Media Effects of Television Violence
A myriad of research has been conducted over the past 50 years concerning the effects of media violence. These studies have included experiments (laboratory, field, and natural) and surveys (both short-term and longitudinal surveys). For example, Andison (1977) examined the results of 153 laboratory experiments on the effects of violence in media. Of these 153 studies, he accumulated the results of 67 studies, which met his research criteria. He concluded that the results of these 67 studies demonstrated that there was a positive correlation, albeit weak, between watching violence on television and the proclivity to display aggression by the viewers of that violence. Paik and Comstock (1994) followed up with a meta-analysis of 217 studies on television violence, including field experiments, laboratory experiments, times series, and surveys. They concluded “the findings obtained in the last decade and a half strengthen the evidence that television violence increases aggressive and antisocial behavior” (538).
Joy, Kimball, and Zaback (1986) studied the effects of the introduction of broadcast television on an isolated Canadian town that previously had no access to television. They compared the aggressive behavior of 45 children in that town to two other comparable Canadian towns that had already prior access to broadcast television for a number of years. Although some of their findings were inconsistent, they did report that after two years, the amount of verbal and physical aggression increased at a greater rate in the town in which television had been recently introduced.

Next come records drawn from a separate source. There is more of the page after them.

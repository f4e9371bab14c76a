//! Minimal single-threaded reactive primitives.
//!
//! The sheet engine publishes its offset, overlay opacity, animation state
//! and computed style through [`Signal`]s. Hosts read them directly each
//! frame, or subscribe with [`create_effect`].

pub mod effect;
pub mod frame;
pub mod runtime;
pub mod signal;

pub use effect::{create_effect, Effect};
pub use frame::take_frame_request;
pub use runtime::batch;
pub use signal::{create_signal, ReadSignal, Signal};
//! Host-side modal behavior around a bottom sheet.
//!
//! A [`SheetModal`] tracks whether the sheet is open, locks page scrolling
//! while it is, and turns Escape and backdrop taps into close requests.
//! It does not decide what happens on close; the host's `on_close` does,
//! typically by calling [`SheetModal::close`] and dropping the sheet's
//! [`SheetHandle`](crate::SheetHandle).

use std::cell::Cell;
use std::rc::Rc;

use crate::reactive::{ReadSignal, Signal};

/// Page-level scroll lock, e.g. `overflow: hidden` on the document body.
pub trait ScrollLock {
    fn lock(&self);

    fn unlock(&self);
}

/// Keys the modal reacts to.
#[derive(Debug, Clone, Copy, PartialEq, Eq)]
pub enum ModalKey {
    Escape,
    Other,
}

/// Whether the modal acted on an input.
#[derive(Debug, Clone, Copy, PartialEq, Eq)]
pub enum ModalResponse {
    Ignored,
    /// The input was handled; the host should stop propagating it
    Handled,
}

pub struct SheetModal {
    open: Signal<bool>,
    locked: Cell<bool>,
    scroll_lock: Rc<dyn ScrollLock>,
    on_close: Rc<dyn Fn()>,
    on_escape: Option<Rc<dyn Fn()>>,
}

impl SheetModal {
    pub fn new<F: Fn() + 'static>(scroll_lock: Rc<dyn ScrollLock>, on_close: F) -> Self {
        Self {
            open: Signal::new(false),
            locked: Cell::new(false),
            scroll_lock,
            on_close: Rc::new(on_close),
            on_escape: None,
        }
    }

    /// Run `on_escape` instead of `on_close` when Escape is pressed.
    pub fn on_escape<F: Fn() + 'static>(mut self, on_escape: F) -> Self {
        self.on_escape = Some(Rc::new(on_escape));
        self
    }

    pub fn is_open(&self) -> bool {
        self.open.get_untracked()
    }

    pub fn open_signal(&self) -> ReadSignal<bool> {
        self.open.read_only()
    }

    pub fn open(&self) {
        self.set_open(true);
    }

    /// Hide the modal and release the scroll lock. Does not run `on_close`.
    pub fn close(&self) {
        self.set_open(false);
    }

    fn set_open(&self, open: bool) {
        if open && !self.locked.get() {
            self.scroll_lock.lock();
            self.locked.set(true);
        } else if !open && self.locked.get() {
            self.scroll_lock.unlock();
            self.locked.set(false);
        }
        self.open.set(open);
    }

    pub fn key_down(&self, key: ModalKey) -> ModalResponse {
        if !self.is_open() || key != ModalKey::Escape {
            return ModalResponse::Ignored;
        }
        let handler = self.on_escape.clone().unwrap_or_else(|| self.on_close.clone());
        handler();
        ModalResponse::Handled
    }

    pub fn backdrop_tap(&self) -> ModalResponse {
        if !self.is_open() {
            return ModalResponse::Ignored;
        }
        let on_close = self.on_close.clone();
        on_close();
        ModalResponse::Handled
    }
}

impl Drop for SheetModal {
    fn drop(&mut self) {
        if self.locked.get() {
            self.scroll_lock.unlock();
        }
    }
}
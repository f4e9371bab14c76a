use std::cell::{Cell, RefCell};
use std::rc::Rc;

use sheet_drag::prelude::*;

#[derive(Default)]
struct BodyScroll {
    locked: Cell<bool>,
}

impl ScrollLock for BodyScroll {
    fn lock(&self) {
        self.locked.set(true);
    }

    fn unlock(&self) {
        self.locked.set(false);
    }
}

/// A host that closes the modal and unmounts the sheet when it is dismissed.
struct Host {
    modal: SheetModal,
    sheet: RefCell<Option<SheetHandle>>,
}

#[test]
fn swipe_dismiss_closes_modal_and_unmounts_sheet() {
    let _ = env_logger::builder().is_test(true).try_init();
    let body = Rc::new(BodyScroll::default());
    let surface = Rc::new(MemorySurface::new(ScrollMetrics::fixed(640.0)));
    let timers = ManualTimers::new();

    let host: Rc<RefCell<Option<Rc<Host>>>> = Rc::new(RefCell::new(None));
    let dismiss = {
        let host = host.clone();
        move || {
            let host = host.borrow().clone();
            if let Some(host) = host {
                host.modal.close();
                host.sheet.borrow_mut().take();
            }
        }
    };
    let dismiss = Rc::new(dismiss);

    let modal = {
        let dismiss = dismiss.clone();
        SheetModal::new(body.clone(), move || dismiss())
    };
    let sheet = {
        let dismiss = dismiss.clone();
        attach_gesture(
            surface.clone(),
            SheetOptions::new(move || dismiss()),
            Rc::new(timers.clone()),
        )
    };
    let state = sheet.animation_state();
    let app = Rc::new(Host {
        modal,
        sheet: RefCell::new(Some(sheet)),
    });
    *host.borrow_mut() = Some(app.clone());

    app.modal.open();
    assert!(body.locked.get());

    if let Some(sheet) = app.sheet.borrow().as_ref() {
        sheet.pointer_down(0, PointerSample::new(50.0, 0.0));
        sheet.pointer_move(PointerSample::new(250.0, 100.0));
        sheet.pointer_up(PointerSample::new(250.0, 150.0));
    }
    timers.advance(200);

    assert!(!app.modal.is_open());
    assert!(!body.locked.get());
    assert!(app.sheet.borrow().is_none());
    assert!(surface.attached_listeners().is_empty());
    assert_eq!(state.get(), AnimationState::Idle);

    // Break the host <-> callback cycle
    host.borrow_mut().take();
}

#[test]
fn escape_and_backdrop_request_close() {
    let body = Rc::new(BodyScroll::default());
    let requests = Rc::new(Cell::new(0));
    let counter = requests.clone();
    let modal = SheetModal::new(body, move || counter.set(counter.get() + 1));

    modal.open();
    assert_eq!(modal.key_down(ModalKey::Escape), ModalResponse::Handled);
    assert_eq!(modal.backdrop_tap(), ModalResponse::Handled);
    assert_eq!(requests.get(), 2);

    modal.close();
    assert_eq!(modal.key_down(ModalKey::Escape), ModalResponse::Ignored);
    assert_eq!(requests.get(), 2);
}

Centerwell (1989) performed his naturalistic study in South Africa, Canada, and the United States, where he studied the homicide rates in these three countries after television was introduced. He discovered that the homicide rates increased in the U.S. and Canada about 15 years after the introduction of television (long enough for a generation of children to grow up watching television), but did not show a corresponding increase in South Africa. He conceded that he could not establish a causal relationship between the introduction of television and the increase in violence, and that there were other confounding variables that could attribute to the rise in the North American countries. He did theorize that “exposure to television violence was the most important component leading to violent behavior” (651).

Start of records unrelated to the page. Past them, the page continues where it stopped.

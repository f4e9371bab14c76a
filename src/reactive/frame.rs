use std::cell::Cell;

thread_local! {
    /// Set whenever a signal changes value; cleared by the host's render loop
    static FRAME_REQUESTED: Cell<bool> = const { Cell::new(false) };
}

pub(crate) fn request_frame() {
    FRAME_REQUESTED.with(|flag| flag.set(true));
}

/// Check if a frame has been requested and clear the flag.
///
/// Hosts without their own change tracking poll this once per frame and
/// re-render the sheet when it returns true.
pub fn take_frame_request() -> bool {
    FRAME_REQUESTED.with(|flag| flag.replace(false))
}
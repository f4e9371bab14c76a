//! Mapping from animation state and drag offset to what the host renders.

use crate::animation::Transition;
use crate::coordinator::AnimationState;
use crate::thresholds::Thresholds;

/// Vertical placement of the sheet.
#[derive(Debug, Clone, Copy, PartialEq)]
pub enum SheetTransform {
    /// No transform; the sheet sits at its open position
    Rest,
    /// Translated down by the given number of pixels
    Offset(f32),
    /// Translated down by its own full height
    OffScreen,
}

impl SheetTransform {
    /// Downward translation in pixels for a sheet of `sheet_height_px`.
    pub fn translate_y(&self, sheet_height_px: f32) -> f32 {
        match self {
            SheetTransform::Rest => 0.0,
            SheetTransform::Offset(px) => *px,
            SheetTransform::OffScreen => sheet_height_px,
        }
    }

    /// CSS `transform` value, or `None` when no transform applies.
    pub fn css(&self) -> Option<String> {
        match self {
            SheetTransform::Rest => None,
            SheetTransform::Offset(px) => Some(format!("translateY({}px)", px)),
            SheetTransform::OffScreen => Some("translateY(100%)".to_string()),
        }
    }
}

/// Everything the host needs to draw the sheet and its backdrop.
#[derive(Debug, Clone, PartialEq)]
pub struct SheetStyle {
    pub transform: SheetTransform,
    pub overlay_opacity: f32,
    /// Transition to animate into `transform` with; `None` means apply immediately
    pub transition: Option<Transition>,
}

impl Default for SheetStyle {
    fn default() -> Self {
        Self {
            transform: SheetTransform::Rest,
            overlay_opacity: 1.0,
            transition: None,
        }
    }
}

/// Backdrop opacity for a sheet dragged down by `offset_px`.
///
/// Falls linearly from 1 at rest to 0 at `fade_distance_px`, clamped outside.
pub fn overlay_opacity(offset_px: f32, fade_distance_px: f32) -> f32 {
    if fade_distance_px <= 0.0 {
        return if offset_px > 0.0 { 0.0 } else { 1.0 };
    }
    (1.0 - offset_px / fade_distance_px).clamp(0.0, 1.0)
}

/// Style for the sheet in `state` at `offset_px`.
pub fn present(state: AnimationState, offset_px: f32, thresholds: &Thresholds) -> SheetStyle {
    let offset_px = offset_px.max(0.0);
    match state {
        AnimationState::Idle => SheetStyle::default(),
        AnimationState::Dragging => SheetStyle {
            transform: SheetTransform::Offset(offset_px),
            overlay_opacity: overlay_opacity(offset_px, thresholds.overlay_fade_distance_px),
            transition: None,
        },
        AnimationState::SnappingBack => SheetStyle {
            transform: SheetTransform::Offset(0.0),
            overlay_opacity: overlay_opacity(offset_px, thresholds.overlay_fade_distance_px),
            transition: Some(Transition::ease_out(thresholds.snapback_animation_ms)),
        },
        AnimationState::Closing => SheetStyle {
            transform: SheetTransform::OffScreen,
            overlay_opacity: 0.0,
            transition: Some(Transition::ease_in(thresholds.close_animation_ms)),
        },
    }
}
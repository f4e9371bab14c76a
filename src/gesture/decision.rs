use super::session::{GestureMode, GestureSession};
use crate::thresholds::Thresholds;

/// Outcome of releasing a drag.
#[derive(Debug, Clone, Copy, PartialEq, Eq)]
pub enum DismissDecision {
    Close,
    SnapBack,
}

/// Average velocity in px/ms; 0 when no time has elapsed.
pub fn release_velocity(delta_y: f32, elapsed_ms: f64) -> f32 {
    if elapsed_ms > 0.0 && elapsed_ms.is_finite() {
        (f64::from(delta_y) / elapsed_ms) as f32
    } else {
        0.0
    }
}

/// Decide how a released session ends.
///
/// Returns `None` for sessions that never became a drag; their release is
/// not a dismiss gesture.
pub fn decide(
    session: &GestureSession,
    end_time_ms: f64,
    thresholds: &Thresholds,
) -> Option<DismissDecision> {
    if session.mode() != GestureMode::Dragging {
        return None;
    }

    let distance = session.last_delta_y();
    let elapsed_ms = end_time_ms - session.start_time_ms();
    let velocity = release_velocity(distance, elapsed_ms);

    let decision = if distance > thresholds.close_distance_px
        || velocity > thresholds.close_velocity_px_per_ms
    {
        DismissDecision::Close
    } else {
        DismissDecision::SnapBack
    };
    log::debug!(
        "Released drag: distance {}px, velocity {:.3}px/ms over {}ms -> {:?}",
        distance,
        velocity,
        elapsed_ms,
        decision
    );
    Some(decision)
}

#[cfg(test)]
mod tests {
    use super::*;
    use crate::surface::PointerSample;

    fn dragged(delta_y: f32) -> GestureSession {
        let mut session = GestureSession::begin(PointerSample::new(100.0, 1000.0), None);
        session.commit(GestureMode::Dragging);
        session.record_delta(delta_y);
        session
    }

    #[test]
    fn test_long_slow_drag_closes() {
        let session = dragged(150.0);
        assert_eq!(release_velocity(150.0, 500.0), 0.3);
        assert_eq!(
            decide(&session, 1500.0, &Thresholds::DEFAULT),
            Some(DismissDecision::Close)
        );
    }

    #[test]
    fn test_short_fast_flick_closes() {
        let session = dragged(60.0);
        assert_eq!(release_velocity(60.0, 80.0), 0.75);
        assert_eq!(
            decide(&session, 1080.0, &Thresholds::DEFAULT),
            Some(DismissDecision::Close)
        );
    }

    #[test]
    fn test_short_slow_drag_snaps_back() {
        let session = dragged(40.0);
        assert_eq!(
            decide(&session, 1200.0, &Thresholds::DEFAULT),
            Some(DismissDecision::SnapBack)
        );
    }

    #[test]
    fn test_exact_threshold_does_not_close() {
        // Both comparisons are strict
        let session = dragged(100.0);
        assert_eq!(
            decide(&session, 1200.0, &Thresholds::DEFAULT),
            Some(DismissDecision::SnapBack)
        );
    }

    #[test]
    fn test_zero_or_negative_elapsed_has_no_velocity() {
        assert_eq!(release_velocity(60.0, 0.0), 0.0);
        assert_eq!(release_velocity(60.0, -5.0), 0.0);
        let session = dragged(60.0);
        assert_eq!(
            decide(&session, 1000.0, &Thresholds::DEFAULT),
            Some(DismissDecision::SnapBack)
        );
        assert_eq!(
            decide(&session, 900.0, &Thresholds::DEFAULT),
            Some(DismissDecision::SnapBack)
        );
    }

    #[test]
    fn test_dragged_back_up_snaps_back() {
        let session = dragged(-30.0);
        assert_eq!(
            decide(&session, 1010.0, &Thresholds::DEFAULT),
            Some(DismissDecision::SnapBack)
        );
    }

    #[test]
    fn test_non_drag_sessions_are_no_ops() {
        let pending = GestureSession::begin(PointerSample::new(100.0, 0.0), None);
        assert_eq!(decide(&pending, 10.0, &Thresholds::DEFAULT), None);

        let mut scrolling = GestureSession::begin(PointerSample::new(100.0, 0.0), None);
        scrolling.commit(GestureMode::NativeScroll);
        scrolling.record_delta(500.0);
        assert_eq!(decide(&scrolling, 10.0, &Thresholds::DEFAULT), None);
    }
}
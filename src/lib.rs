//! Drag-to-dismiss gesture engine for bottom-sheet modals.
//!
//! A sheet attached with [`attach_gesture`] listens to pointer events on
//! its root element. A downward drag that starts while nested content is
//! scrolled to its top moves the sheet; anything else is left to native
//! scrolling. On release the sheet either slides out and invokes
//! `on_close`, or springs back to rest.
//!
//! The engine is platform-agnostic: hosts implement
//! [`GestureSurface`](surface::GestureSurface) and
//! [`TimerFacility`](timer::TimerFacility) and render from the
//! [`SheetHandle`]'s signals.

pub mod animation;
pub mod coordinator;
pub mod gesture;
pub mod modal;
pub mod presentation;
pub mod reactive;
pub mod sheet;
pub mod surface;
pub mod thresholds;
pub mod timer;

pub use coordinator::AnimationState;
pub use sheet::{attach_gesture, SheetHandle, SheetOptions};
pub use thresholds::Thresholds;

pub mod prelude {
    pub use crate::animation::{TimingFunction, Transition};
    pub use crate::coordinator::AnimationState;
    pub use crate::gesture::{DismissDecision, GestureMode};
    pub use crate::modal::{ModalKey, ModalResponse, ScrollLock, SheetModal};
    pub use crate::presentation::{SheetStyle, SheetTransform};
    pub use crate::reactive::{
        batch, create_effect, create_signal, take_frame_request, Effect, ReadSignal, Signal,
    };
    pub use crate::sheet::{attach_gesture, SheetHandle, SheetOptions};
    pub use crate::surface::{
        GestureSurface, Listeners, MemorySurface, NodeId, OverflowY, PointerResponse,
        PointerSample, ScrollMetrics, ScrollTree,
    };
    pub use crate::thresholds::Thresholds;
    pub use crate::timer::{ManualTimers, TimerFacility, TimerHandle};
}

Additionally, longitudinal experiments conducted by Huesmann, Enron, Klein, Brice, and Fischer (1983) found that teaching children about the effects of media violence and encouraging them not to imitate the violence mitigated the effects of the television violence. This provided evidence that the context of the violence mattered and is also interesting when evaluating such incidents as the violent crime spree conducted by six teens in Long Island, New York, who were attempting to imitate the violent actions of the video game, “Grand Theft Auto IV” (Rouen).

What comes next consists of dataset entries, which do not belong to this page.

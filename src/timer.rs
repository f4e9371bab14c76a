//! Timer facility used to sequence animation completions.
//!
//! Hosts provide a [`TimerFacility`] backed by their platform timers
//! (`setTimeout`, an event-loop timer source, ...). [`ManualTimers`] is a
//! virtual clock that fires callbacks only when [`ManualTimers::advance`]
//! is called, which makes animation timing fully deterministic.

use std::cell::RefCell;
use std::rc::Rc;

/// Handle returned by [`TimerFacility::schedule`], used to cancel the timer.
#[derive(Debug, Clone, Copy, PartialEq, Eq, Hash)]
pub struct TimerHandle(u64);

impl TimerHandle {
    pub fn from_raw(raw: u64) -> Self {
        Self(raw)
    }

    pub fn raw(&self) -> u64 {
        self.0
    }
}

/// Callback run once when a timer fires.
pub type TimerCallback = Box<dyn FnOnce()>;

/// One-shot timers on the UI thread.
///
/// Callbacks must run on the same thread that scheduled them, and never
/// synchronously from inside `schedule`. Cancelling a timer that already
/// fired or was already cancelled is a no-op.
pub trait TimerFacility {
    fn schedule(&self, duration_ms: u32, callback: TimerCallback) -> TimerHandle;

    fn cancel(&self, handle: TimerHandle);
}

struct Scheduled {
    deadline_ms: u64,
    handle: TimerHandle,
    callback: TimerCallback,
}

#[derive(Default)]
struct ManualTimersInner {
    now_ms: u64,
    next_id: u64,
    queue: Vec<Scheduled>,
}

/// Virtual-clock timer facility.
///
/// Clones share the same clock and queue.
#[derive(Clone, Default)]
pub struct ManualTimers {
    inner: Rc<RefCell<ManualTimersInner>>,
}

impl ManualTimers {
    pub fn new() -> Self {
        Self::default()
    }

    /// Current virtual time in milliseconds
    pub fn now_ms(&self) -> u64 {
        self.inner.borrow().now_ms
    }

    /// Number of timers scheduled and not yet fired or cancelled
    pub fn pending(&self) -> usize {
        self.inner.borrow().queue.len()
    }

    /// Move the clock forward by `ms`, firing every timer that comes due in
    /// deadline order. Callbacks may schedule or cancel further timers;
    /// those due within the same window fire in this call too.
    pub fn advance(&self, ms: u64) {
        let target = self.inner.borrow().now_ms + ms;
        loop {
            let due = {
                let mut inner = self.inner.borrow_mut();
                let next = inner
                    .queue
                    .iter()
                    .enumerate()
                    .filter(|(_, s)| s.deadline_ms <= target)
                    .min_by_key(|(_, s)| (s.deadline_ms, s.handle.raw()))
                    .map(|(i, _)| i);
                match next {
                    Some(index) => {
                        let scheduled = inner.queue.remove(index);
                        inner.now_ms = scheduled.deadline_ms;
                        Some(scheduled)
                    }
                    None => None,
                }
            };
            match due {
                Some(scheduled) => (scheduled.callback)(),
                None => break,
            }
        }
        self.inner.borrow_mut().now_ms = target;
    }
}

impl TimerFacility for ManualTimers {
    fn schedule(&self, duration_ms: u32, callback: TimerCallback) -> TimerHandle {
        let mut inner = self.inner.borrow_mut();
        let handle = TimerHandle(inner.next_id);
        inner.next_id += 1;
        let deadline_ms = inner.now_ms + u64::from(duration_ms);
        inner.queue.push(Scheduled {
            deadline_ms,
            handle,
            callback,
        });
        handle
    }

    fn cancel(&self, handle: TimerHandle) {
        self.inner.borrow_mut().queue.retain(|s| s.handle != handle);
    }
}

#[cfg(test)]
mod tests {
    use super::*;
    use std::cell::Cell;

    #[test]
    fn test_fires_at_deadline() {
        let timers = ManualTimers::new();
        let fired = Rc::new(Cell::new(false));
        let flag = fired.clone();
        timers.schedule(200, Box::new(move || flag.set(true)));

        timers.advance(199);
        assert!(!fired.get());
        timers.advance(1);
        assert!(fired.get());
        assert_eq!(timers.pending(), 0);
        assert_eq!(timers.now_ms(), 200);
    }

    #[test]
    fn test_cancel_prevents_fire() {
        let timers = ManualTimers::new();
        let fired = Rc::new(Cell::new(false));
        let flag = fired.clone();
        let handle = timers.schedule(100, Box::new(move || flag.set(true)));
        timers.cancel(handle);
        // Second cancel is a no-op
        timers.cancel(handle);

        timers.advance(1000);
        assert!(!fired.get());
    }

    #[test]
    fn test_fires_in_deadline_order() {
        let timers = ManualTimers::new();
        let order = Rc::new(RefCell::new(Vec::new()));
        for (ms, tag) in [(300, "late"), (100, "early"), (200, "middle")] {
            let order = order.clone();
            timers.schedule(ms, Box::new(move || order.borrow_mut().push(tag)));
        }
        timers.advance(500);
        assert_eq!(*order.borrow(), vec!["early", "middle", "late"]);
    }

    #[test]
    fn test_callback_can_schedule() {
        let timers = ManualTimers::new();
        let fired = Rc::new(Cell::new(0));
        let (t, f) = (timers.clone(), fired.clone());
        timers.schedule(
            50,
            Box::new(move || {
                f.set(f.get() + 1);
                let f = f.clone();
                t.schedule(50, Box::new(move || f.set(f.get() + 1)));
            }),
        );
        timers.advance(100);
        assert_eq!(fired.get(), 2);
    }
}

Media Effects from the Broadcast of Terrorist Attacks
After the terrorist attacks on 9/11, Schuster et al. (2001) interviewed 768 adults in the U.S. by telephone to assess their reactions to the attacks and to probe their assessment of their children’s’ reactions. Forty-five percent of the adults who were interviewed “reported at least one of five substantial stress symptoms” (1509). On average, these adults watched 8.1 hours of television coverage of the terrorist attacks on the day of September 11, 2001. “Thirty-five percent of parents reported that their children had at least one of five stress symptoms; 47 percent reported that their children had been worrying about their own safety or the safety of loved ones” (1510).
Stone (2000) came to similar conclusions when she conducted experiments with 237 Israeli adults and exposed roughly half of the group (the experimental group) to television clips of terrorism and political violence. She found that these clips had “the power to increase personal levels of state anxiety among viewers” (520), but also noted that other variables, such as gender, religiosity, and dogmatism were important determinants to the extent of the effects.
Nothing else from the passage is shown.